April 19, 2024

As Unemployment Falls, Interest Rate Increases Creep Nearer

“It makes sense to get going sooner rather than later,” James Bullard, president of the Federal Reserve Bank of St. Louis, said during a call with reporters on Thursday, suggesting that the moves could come very soon. “I think March would be a definite possibility.”

And officials have signaled that once rate increases start, they could promptly begin to shrink their balance sheet — where they hold the bonds they have purchased to stoke growth throughout the pandemic downturn.

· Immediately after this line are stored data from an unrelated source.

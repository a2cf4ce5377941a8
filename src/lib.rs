/*!
# Frustum Boxtest

Box-test protocol adapter for a fixed-function 3D geometry engine.

The geometry engine exposes a hardware frustum test: write the six
parameters of an axis-aligned box (origin and extents, in object space)
to its command registers, wait out the pipeline latency, then read back
a single bit telling whether any part of the box falls inside the view
frustum currently loaded into the engine. This crate wraps that register
protocol behind a small, portable API:

- **GeometryDevice**: the register-level seam. Implemented by
  [`MmioGeometryDevice`](device::MmioGeometryDevice) for the real
  memory-mapped register block, and by a software mock in unit tests.
- **BoxTester**: the caller-facing component. Blocking and asynchronous
  test entry points in both fixed-point and floating-point form, plus the
  result-retrieval call that synchronizes an asynchronous test.
- **Fixed**: the signed fixed-point vertex coordinate format the
  parameter registers hold.

The hardware holds exactly one pending test and reports readiness through
a busy bit, so the protocol carries two caller hazards this crate
documents rather than hides: issuing a new test silently overwrites the
pending one, and waiting on a device that never completes blocks forever.
See [`BoxTester`] for the contract.
*/

// Internal modules
mod box_tester;
mod error;
mod fixed;
pub mod device;
pub mod geometry;
pub mod log;

pub use box_tester::BoxTester;
pub use device::{GeometryDevice, GxStatus, MmioGeometryDevice};
pub use error::{Error, Result};
pub use fixed::Fixed;

// Re-export math library at crate root
pub use glam;
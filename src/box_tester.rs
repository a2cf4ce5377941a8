/// BoxTester — caller-facing box-test operations.
///
/// Translates box geometry into the geometry engine's register protocol
/// and manages the latency between issuing a test and its result
/// becoming valid.
use std::sync::{Arc, Mutex};

use crate::device::GeometryDevice;
use crate::fixed::Fixed;

/// Hardware frustum box tester.
///
/// All entry points take a box as origin `(x, y, z)` plus extents
/// `(width, height, depth)` in object space, in that parameter order,
/// and report whether any or all of the box is inside the view frustum
/// currently loaded into the geometry engine.
///
/// # Caller contract
///
/// The device holds exactly one pending test. Issuing any test — sync or
/// async — silently overwrites a pending one, so an asynchronous test's
/// result must be retrieved with [`result`](Self::result) before the next
/// test is issued. Calling `result` when nothing meaningful is pending
/// returns the outcome of whatever test last physically ran.
///
/// Every operation takes `&mut self`, so a single tester cannot
/// interleave test cycles. Callers sharing a tester across threads must
/// wrap it in `Arc<Mutex<BoxTester>>` and hold the lock across a full
/// issue→retrieve cycle to preserve that serialization.
///
/// # Blocking
///
/// The blocking operations busy-wait on the device's busy bit with no
/// timeout: a hardware fault that never clears the bit blocks forever.
/// The host environment guarantees completion within the fixed pipeline
/// latency absent such a fault.
pub struct BoxTester {
    device: Arc<Mutex<dyn GeometryDevice>>,
}

impl BoxTester {
    /// Create a tester driving the given geometry device.
    ///
    /// # Arguments
    ///
    /// * `device` - Shared handle to the register protocol backend
    pub fn new(device: Arc<Mutex<dyn GeometryDevice>>) -> Self {
        crate::geom_debug!("boxtest::BoxTester", "attached to geometry device");
        Self { device }
    }

    /// Test a fixed-point box against the view frustum, blocking until
    /// the result is valid.
    ///
    /// # Returns
    ///
    /// `true` if any or all of the box is in the view frustum.
    pub fn test(
        &mut self,
        x: Fixed,
        y: Fixed,
        z: Fixed,
        width: Fixed,
        height: Fixed,
        depth: Fixed,
    ) -> bool {
        self.issue([x, y, z, width, height, depth]);
        self.wait_result()
    }

    /// Test a floating-point box against the view frustum, blocking
    /// until the result is valid.
    ///
    /// Coordinates are converted with the pipeline's fixed-point rule
    /// ([`Fixed::from_f32`]) before submission, so outcomes agree with
    /// fixed-point-specified geometry.
    pub fn test_f32(&mut self, x: f32, y: f32, z: f32, width: f32, height: f32, depth: f32) -> bool {
        self.test(
            Fixed::from_f32(x),
            Fixed::from_f32(y),
            Fixed::from_f32(z),
            Fixed::from_f32(width),
            Fixed::from_f32(height),
            Fixed::from_f32(depth),
        )
    }

    /// Issue a fixed-point box test without waiting for the result.
    ///
    /// The engine starts evaluating; the result becomes valid after the
    /// hardware's fixed pipeline latency and must be fetched with
    /// [`result`](Self::result). Do not issue another test before then,
    /// or this test's result is lost.
    pub fn test_async(
        &mut self,
        x: Fixed,
        y: Fixed,
        z: Fixed,
        width: Fixed,
        height: Fixed,
        depth: Fixed,
    ) {
        self.issue([x, y, z, width, height, depth]);
    }

    /// Issue a floating-point box test without waiting for the result.
    ///
    /// Same contract as [`test_async`](Self::test_async), with the
    /// [`test_f32`](Self::test_f32) conversion rule.
    pub fn test_async_f32(&mut self, x: f32, y: f32, z: f32, width: f32, height: f32, depth: f32) {
        self.test_async(
            Fixed::from_f32(x),
            Fixed::from_f32(y),
            Fixed::from_f32(z),
            Fixed::from_f32(width),
            Fixed::from_f32(height),
            Fixed::from_f32(depth),
        );
    }

    /// Retrieve the result of the last issued test, blocking until it is
    /// valid.
    ///
    /// This is the synchronization point for asynchronous tests; it may
    /// stall for the remainder of the pipeline latency.
    ///
    /// # Returns
    ///
    /// `true` if any or all of the last tested box is in the view
    /// frustum.
    pub fn result(&mut self) -> bool {
        self.wait_result()
    }

    fn issue(&mut self, params: [Fixed; 6]) {
        crate::geom_trace!(
            "boxtest::BoxTester",
            "box test issued: origin=({}, {}, {}) extents=({}, {}, {})",
            params[0],
            params[1],
            params[2],
            params[3],
            params[4],
            params[5]
        );
        self.device.lock().unwrap().write_box_params(params);
    }

    fn wait_result(&mut self) -> bool {
        loop {
            let mut device = self.device.lock().unwrap();
            if !device.test_busy() {
                let result = device.test_result();
                crate::geom_trace!("boxtest::BoxTester", "box test result: {}", result);
                return result;
            }
            drop(device);
            std::hint::spin_loop();
        }
    }
}

#[cfg(test)]
#[path = "box_tester_tests.rs"]
mod tests;
//! Internal logging system for the box-test adapter
//!
//! This module provides a flexible logging system with:
//! - Customizable logger via Logger trait
//! - Severity levels (Trace, Debug, Info, Warn, Error)
//! - Colored console output by default
//! - Thread-safe global logger slot with RwLock
//! - File and line information for detailed ERROR logs

use colored::*;
use std::sync::{OnceLock, RwLock};
use std::time::SystemTime;
use chrono::{DateTime, Local};

/// Logger trait for custom logging implementations
///
/// Implement this trait to create custom loggers (file logging, capture
/// for tests, etc.) and install them with [`set_logger`].
pub trait Logger: Send + Sync {
    /// Log an entry
    ///
    /// # Arguments
    ///
    /// * `entry` - The log entry to process
    fn log(&self, entry: &LogEntry);
}

/// Log entry containing all information about a log message
#[derive(Debug, Clone)]
pub struct LogEntry {
    /// Severity level (Trace, Debug, Info, Warn, Error)
    pub severity: LogSeverity,

    /// Timestamp when the log was created
    pub timestamp: SystemTime,

    /// Source module (e.g., "boxtest::BoxTester")
    pub source: String,

    /// Log message
    pub message: String,

    /// Source file (only for detailed ERROR logs)
    pub file: Option<&'static str>,

    /// Source line (only for detailed ERROR logs)
    pub line: Option<u32>,
}

/// Log severity levels
#[derive(Debug, Clone, Copy, PartialEq, Eq, PartialOrd, Ord)]
pub enum LogSeverity {
    /// Very verbose debug information (typically disabled in release)
    Trace,

    /// Development/debugging information
    Debug,

    /// Important informational messages
    Info,

    /// Warning messages (potential issues)
    Warn,

    /// Error messages (critical issues with file:line details)
    Error,
}

/// Default logger implementation using colored console output
///
/// Format:
/// - Normal: `[timestamp] [SEVERITY] [source] message`
/// - Error: `[timestamp] [ERROR] [source] message (file:line)`
pub struct DefaultLogger;

impl Logger for DefaultLogger {
    fn log(&self, entry: &LogEntry) {
        // Format timestamp as YYYY-MM-DD HH:MM:SS.mmm
        let datetime: DateTime<Local> = entry.timestamp.into();
        let timestamp = datetime.format("%Y-%m-%d %H:%M:%S%.3f").to_string();

        // Color severity string
        let severity_str = match entry.severity {
            LogSeverity::Trace => "TRACE".bright_black(),
            LogSeverity::Debug => "DEBUG".cyan(),
            LogSeverity::Info => "INFO ".green(),
            LogSeverity::Warn => "WARN ".yellow(),
            LogSeverity::Error => "ERROR".red().bold(),
        };

        // Color source
        let source = entry.source.bright_blue();

        // Print with or without file:line
        if let (Some(file), Some(line)) = (entry.file, entry.line) {
            println!(
                "[{}] [{}] [{}] {} ({}:{})",
                timestamp,
                severity_str,
                source,
                entry.message,
                file,
                line
            );
        } else {
            println!(
                "[{}] [{}] [{}] {}",
                timestamp,
                severity_str,
                source,
                entry.message
            );
        }
    }
}

// ===== GLOBAL LOGGER SLOT =====

/// Global logger (initialized with DefaultLogger on first use)
static LOGGER: OnceLock<RwLock<Box<dyn Logger>>> = OnceLock::new();

fn global_logger() -> &'static RwLock<Box<dyn Logger>> {
    LOGGER.get_or_init(|| RwLock::new(Box::new(DefaultLogger)))
}

/// Replace the global logger
///
/// All subsequent log dispatches (including the crate's internal
/// `geom_*!` macros) go through the new logger.
///
/// # Arguments
///
/// * `logger` - The logger to install
pub fn set_logger(logger: Box<dyn Logger>) {
    if let Ok(mut slot) = global_logger().write() {
        *slot = logger;
    }
}

/// Dispatch a log message to the global logger
///
/// Used by the `geom_trace!` / `geom_debug!` / `geom_info!` / `geom_warn!`
/// macros. Prefer the macros over calling this directly.
pub fn dispatch(severity: LogSeverity, source: &str, message: String) {
    dispatch_entry(LogEntry {
        severity,
        timestamp: SystemTime::now(),
        source: source.to_string(),
        message,
        file: None,
        line: None,
    });
}

/// Dispatch a log message with file:line details to the global logger
///
/// Used by the `geom_error!` macro.
pub fn dispatch_detailed(
    severity: LogSeverity,
    source: &str,
    message: String,
    file: &'static str,
    line: u32,
) {
    dispatch_entry(LogEntry {
        severity,
        timestamp: SystemTime::now(),
        source: source.to_string(),
        message,
        file: Some(file),
        line: Some(line),
    });
}

fn dispatch_entry(entry: LogEntry) {
    if let Ok(logger) = global_logger().read() {
        logger.log(&entry);
    }
}

// ===== LOGGING MACROS =====

/// Log a TRACE message (very verbose, typically disabled)
#[macro_export]
macro_rules! geom_trace {
    ($source:expr, $($arg:tt)*) => {
        $crate::log::dispatch(
            $crate::log::LogSeverity::Trace,
            $source,
            format!($($arg)*)
        )
    };
}

/// Log a DEBUG message (development information)
#[macro_export]
macro_rules! geom_debug {
    ($source:expr, $($arg:tt)*) => {
        $crate::log::dispatch(
            $crate::log::LogSeverity::Debug,
            $source,
            format!($($arg)*)
        )
    };
}

/// Log an INFO message (important events)
#[macro_export]
macro_rules! geom_info {
    ($source:expr, $($arg:tt)*) => {
        $crate::log::dispatch(
            $crate::log::LogSeverity::Info,
            $source,
            format!($($arg)*)
        )
    };
}

/// Log a WARN message (potential issues)
#[macro_export]
macro_rules! geom_warn {
    ($source:expr, $($arg:tt)*) => {
        $crate::log::dispatch(
            $crate::log::LogSeverity::Warn,
            $source,
            format!($($arg)*)
        )
    };
}

/// Log an ERROR message with file:line information
#[macro_export]
macro_rules! geom_error {
    ($source:expr, $($arg:tt)*) => {
        $crate::log::dispatch_detailed(
            $crate::log::LogSeverity::Error,
            $source,
            format!($($arg)*),
            file!(),
            line!()
        )
    };
}

#[cfg(test)]
#[path = "log_tests.rs"]
mod tests;
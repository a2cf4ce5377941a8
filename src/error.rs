//! Error types for the box-test adapter
//!
//! The register protocol itself has no error channel — the hardware only
//! distinguishes "result available" from "not yet available", so the test
//! operations return plain booleans. The errors here cover device
//! bring-up, the one place something can be rejected before it reaches
//! the hardware.

use std::fmt;

/// Result type for box-test adapter operations
pub type Result<T> = std::result::Result<T, Error>;

/// Box-test adapter errors
#[derive(Debug, Clone)]
pub enum Error {
    /// Register block base pointer is null
    NullRegisterBlock,

    /// Register block base pointer is not aligned for word access
    /// (carries the rejected address)
    MisalignedRegisterBlock(usize),
}

impl fmt::Display for Error {
    fn fmt(&self, f: &mut fmt::Formatter<'_>) -> fmt::Result {
        match self {
            Error::NullRegisterBlock => write!(f, "Register block base is null"),
            Error::MisalignedRegisterBlock(addr) => {
                write!(f, "Register block base {addr:#x} is not word-aligned")
            }
        }
    }
}

impl std::error::Error for Error {}

#[cfg(test)]
#[path = "error_tests.rs"]
mod tests;
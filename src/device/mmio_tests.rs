//! Unit tests for mmio.rs
//!
//! The register block is backed by an ordinary array here; volatile
//! access works the same, and the tests can preset the status word and
//! inspect what the device wrote.

use super::*;
use crate::device::{GeometryDevice, GxStatus};
use crate::error::Error;
use crate::fixed::Fixed;

// ============================================================================
// CONSTRUCTION
// ============================================================================

#[test]
fn test_new_rejects_null_base() {
    let result = unsafe { MmioGeometryDevice::new(std::ptr::null_mut()) };
    assert!(matches!(result, Err(Error::NullRegisterBlock)));
}

#[test]
fn test_new_rejects_misaligned_base() {
    let mut block = [0u32; 7];
    let misaligned = (block.as_mut_ptr() as usize + 1) as *mut u32;

    let result = unsafe { MmioGeometryDevice::new(misaligned) };
    assert!(matches!(result, Err(Error::MisalignedRegisterBlock(_))));
}

#[test]
fn test_new_accepts_aligned_base() {
    let mut block = [0u32; 7];
    let result = unsafe { MmioGeometryDevice::new(block.as_mut_ptr()) };
    assert!(result.is_ok());
}

// ============================================================================
// REGISTER ACCESS
// ============================================================================

#[test]
fn test_write_box_params_fills_registers_in_order() {
    let mut block = [0u32; 7];
    let mut device = unsafe { MmioGeometryDevice::new(block.as_mut_ptr()) }.unwrap();

    device.write_box_params([
        Fixed::from_int(1),
        Fixed::from_int(2),
        Fixed::from_int(3),
        Fixed::from_int(4),
        Fixed::from_int(5),
        Fixed::from_int(6),
    ]);

    for reg in 0..6 {
        let expected = Fixed::from_int(reg as i32 + 1).to_bits() as u32;
        assert_eq!(block[reg], expected, "parameter register {}", reg);
    }
    // Status word untouched by parameter writes
    assert_eq!(block[6], 0);
}

#[test]
fn test_write_box_params_preserves_sign_bits() {
    let mut block = [0u32; 7];
    let mut device = unsafe { MmioGeometryDevice::new(block.as_mut_ptr()) }.unwrap();

    device.write_box_params([Fixed::from_int(-1); 6]);

    assert_eq!(block[0] as i32, Fixed::from_int(-1).to_bits());
}

#[test]
fn test_busy_reads_status_bit() {
    let mut block = [0u32; 7];
    let mut device = unsafe { MmioGeometryDevice::new(block.as_mut_ptr()) }.unwrap();

    block[6] = GxStatus::TEST_BUSY.bits();
    assert!(device.test_busy());

    block[6] = 0;
    assert!(!device.test_busy());
}

#[test]
fn test_result_reads_status_bit() {
    let mut block = [0u32; 7];
    let device = unsafe { MmioGeometryDevice::new(block.as_mut_ptr()) }.unwrap();

    block[6] = GxStatus::TEST_RESULT.bits();
    assert!(device.test_result());

    block[6] = 0;
    assert!(!device.test_result());
}

#[test]
fn test_status_ignores_unknown_bits() {
    let mut block = [0u32; 7];
    let mut device = unsafe { MmioGeometryDevice::new(block.as_mut_ptr()) }.unwrap();

    // Unrelated engine status bits share the register on real hardware
    block[6] = 0xFFFF_FFFC;
    assert!(!device.test_busy());
    assert!(!device.test_result());
}
//! Unit tests for MockGeometryDevice
//!
//! Tests the simulated pipeline latency and the one-slot pending-test
//! behavior the real hardware exhibits.

use super::*;
use crate::device::GeometryDevice;
use crate::fixed::Fixed;
use glam::Mat4;

fn unit_box() -> [Fixed; 6] {
    [
        Fixed::ZERO,
        Fixed::ZERO,
        Fixed::ZERO,
        Fixed::ONE,
        Fixed::ONE,
        Fixed::ONE,
    ]
}

fn distant_box() -> [Fixed; 6] {
    [
        Fixed::from_int(1000),
        Fixed::from_int(1000),
        Fixed::from_int(1000),
        Fixed::ONE,
        Fixed::ONE,
        Fixed::ONE,
    ]
}

// ============================================================================
// LATENCY SIMULATION
// ============================================================================

#[test]
fn test_new_device_is_idle() {
    let mut device = MockGeometryDevice::new(Mat4::IDENTITY, 4);

    assert!(!device.test_busy());
    assert_eq!(device.submit_count, 0);
}

#[test]
fn test_busy_for_exactly_configured_polls() {
    let mut device = MockGeometryDevice::new(Mat4::IDENTITY, 3);
    device.write_box_params(unit_box());

    assert!(device.test_busy());
    assert!(device.test_busy());
    assert!(device.test_busy());
    assert!(!device.test_busy());
    // Stays idle once the pipeline drained
    assert!(!device.test_busy());
    assert_eq!(device.poll_count, 5);
}

#[test]
fn test_zero_latency_device_is_ready_immediately() {
    let mut device = MockGeometryDevice::new(Mat4::IDENTITY, 0);
    device.write_box_params(unit_box());

    assert!(!device.test_busy());
    assert!(device.test_result());
}

// ============================================================================
// PENDING-TEST SLOT
// ============================================================================

#[test]
fn test_submit_evaluates_against_frustum() {
    // Identity VP → clip cube x,y,z in [-1, 1]
    let mut device = MockGeometryDevice::new(Mat4::IDENTITY, 0);

    device.write_box_params(unit_box());
    assert!(device.test_result());

    device.write_box_params(distant_box());
    assert!(!device.test_result());
}

#[test]
fn test_resubmit_overwrites_pending_result_and_restarts_latency() {
    let mut device = MockGeometryDevice::new(Mat4::IDENTITY, 2);

    device.write_box_params(unit_box());
    assert!(device.test_busy());

    // Second submission while the first is still in flight
    device.write_box_params(distant_box());
    assert_eq!(device.submit_count, 2);

    // Latency restarted: two busy polls again
    assert!(device.test_busy());
    assert!(device.test_busy());
    assert!(!device.test_busy());

    // Only the second test's outcome survives
    assert!(!device.test_result());
}

#[test]
fn test_result_latches_until_next_submit() {
    let mut device = MockGeometryDevice::new(Mat4::IDENTITY, 0);
    device.write_box_params(unit_box());

    assert!(device.test_result());
    assert!(device.test_result());
    assert!(device.test_result());
}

Doing that would help to lift longer-term interest rates, reinforcing rate increases and helping to further slow lending and spending.

Economists speculated following the jobs report that the new figures made an imminent rate increase even more likely, and that the central bank might even be prodded to remove its economic support more quickly as wages take off.

“We think that today’s report adds to the case for the Fed to kick off its hiking cycle in March,” researchers at Bank of America wrote following the release of the data. “The economy appears to be operating below maximum employment and inflation remains sticky-high.”

Krishna Guha, an economist at Evercore ISI, argued that the combination of rapidly declining unemployment and heady wages might even prompt central bankers to increase interest rates faster than once every three months — the fastest pace they increased in their last set of interest rate increases, which took place from 2015 to 2018.

“The Fed might end up having to hike at a pace faster than the baseline one hike per quarter,” Mr. Guha wrote.

Investors will get a chance to hear from key Fed officials themselves next week. Jerome H. Powell, whom President Biden has renominated as Fed chair, has a confirmation hearing on Tuesday before the Senate Banking Committee. Lael Brainard, now a governor and Mr. Biden’s pick to be vice chair, has a hearing on Thursday.